Yesterday the BBC announced that they're making a lot of cuts. While a lot of their output is all being reduced, I don't really care about Radio 1Extra, CBBC or rubbish TV like "Snog, Marry, Avoid". What I do care about is the BBC's coverage of cricket.

The BBC and cricket have been intertwined for years, just as the national broadcaster and one of Britain's national sports should be. However, as time has passed we've seen cricket almost disappear under the BBC carpet, with the loss of TV rights, erosion of county coverage, and a general apathy towards the sport from the executives. While TMS still (just about) stands firm, county cricket coverage has been largely passed over to local radio. The same local radio that, if these cuts go ahead, will see all sport output cease from 2013.

This plainly isn't right. It isn't right that people won't be able to hear about their local football, rugby, curling or badminton teams. And from this bloggers perspective, it isn't right that the BBC's coverage of live county cricket will cease after next season.

On a personal level, from being involved in some of the coverage of live county cricket, it's clear to see just how important it is. Sometimes picking up upwards of 10,000 people (who tuned in for the dramatic climax to the Somerset v Lancashire game at the end of the season) all around the world, it is a way for cricket lovers to keep in touch with the matches. It's a way for the ex-pats to keep in touch with home. It's a way to while away the long office hours whilst listening to the excellent coverage from the likes of Kevin Hand, Mark Church, Dave Callaghan and the rest. The live county cricket commentaries is the BBC at it's ultimate best - bringing people together to engage in what is a fantastic broadcast each and every day.

If the BBC do go ahead with their incredibly short-sighted decision that contravenes a lot of what they set out to do in their manifesto, an awful lot of people are going to suffer. First and foremost jobs will be lost, as well as quality programming, which means that absolutely everyone loses out here, just so Chris Moyles can get an extra zero on the end of his contract. If the cricket commentaries are lost, some may continue on a subscription basis, but some may be lost forever, which would be such a shame.

So what can be done? Well, email the BBC Trust at Let them know what you think. Tweet @bbctrust, and tell them your thoughts. And follow @SaveBBC_cricket on Twitter, create a public backlash and let the execs know that they just can't take these services away from us.

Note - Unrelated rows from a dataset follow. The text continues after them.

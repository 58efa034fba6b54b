pub mod breaker;
pub mod catalog;
pub mod proxy;
pub mod rate_limit;
pub mod route;

pub use breaker::{BreakerConfig, BreakerRegistry, CircuitBreaker};
pub use catalog::RouteCatalog;
pub use proxy::ProxyEngine;
pub use rate_limit::{MemoryRateLimiter, RateLimiter};
pub use route::Route;
pub mod loader;
pub mod models;
pub mod validation;

pub use loader::{load_config, load_config_from_env};
pub use models::*;
pub use validation::{GatewayConfigValidator, ValidationError, ValidationResult};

  1. The BBC has realised that domestic cricket in England is moribund and broke. Why anyone would think our licence fees should be used to cover the County Championship is beyond me. An 18 county system is a grotesque, unaffordable anachronism. Cricket lovers should fight to create a proper domestic structure - eight teams about right - playing matches that count. The broadcasters would fight over one another to cover a proper competition. Don't live in the past. Move on.

  2. Except Paddy Briggs, I can't see how the live streaming of the County matches cost very much. They sure as hell don't sound like they do. It's one of their charms.

    Besides, what should the licence fee be used for? If the BBC plans to behave like the commercial channels and just cover things that they would, that's the best reason of all for it not getting the licence fee.

  3. My issue is where will it all end?

    The BBC missed out on the Rugby World Cup (a year or so back, admitted) because they apparently became complacent and felt no one else would put in a worthwhile bid. Or is that just an excuse because they knew what was coming and didn't want to spend the money?

    How long before they are putting in paltry bids for the rights to cover the England tests and limited overs matches?

    With the attitude, well if no one else bids we get it, if they do bid, then so what - we miss out and save cash.

  4. Paddy, you've been banging on about this like a broken record for years. Obviously you don't like county cricket. Now get lost.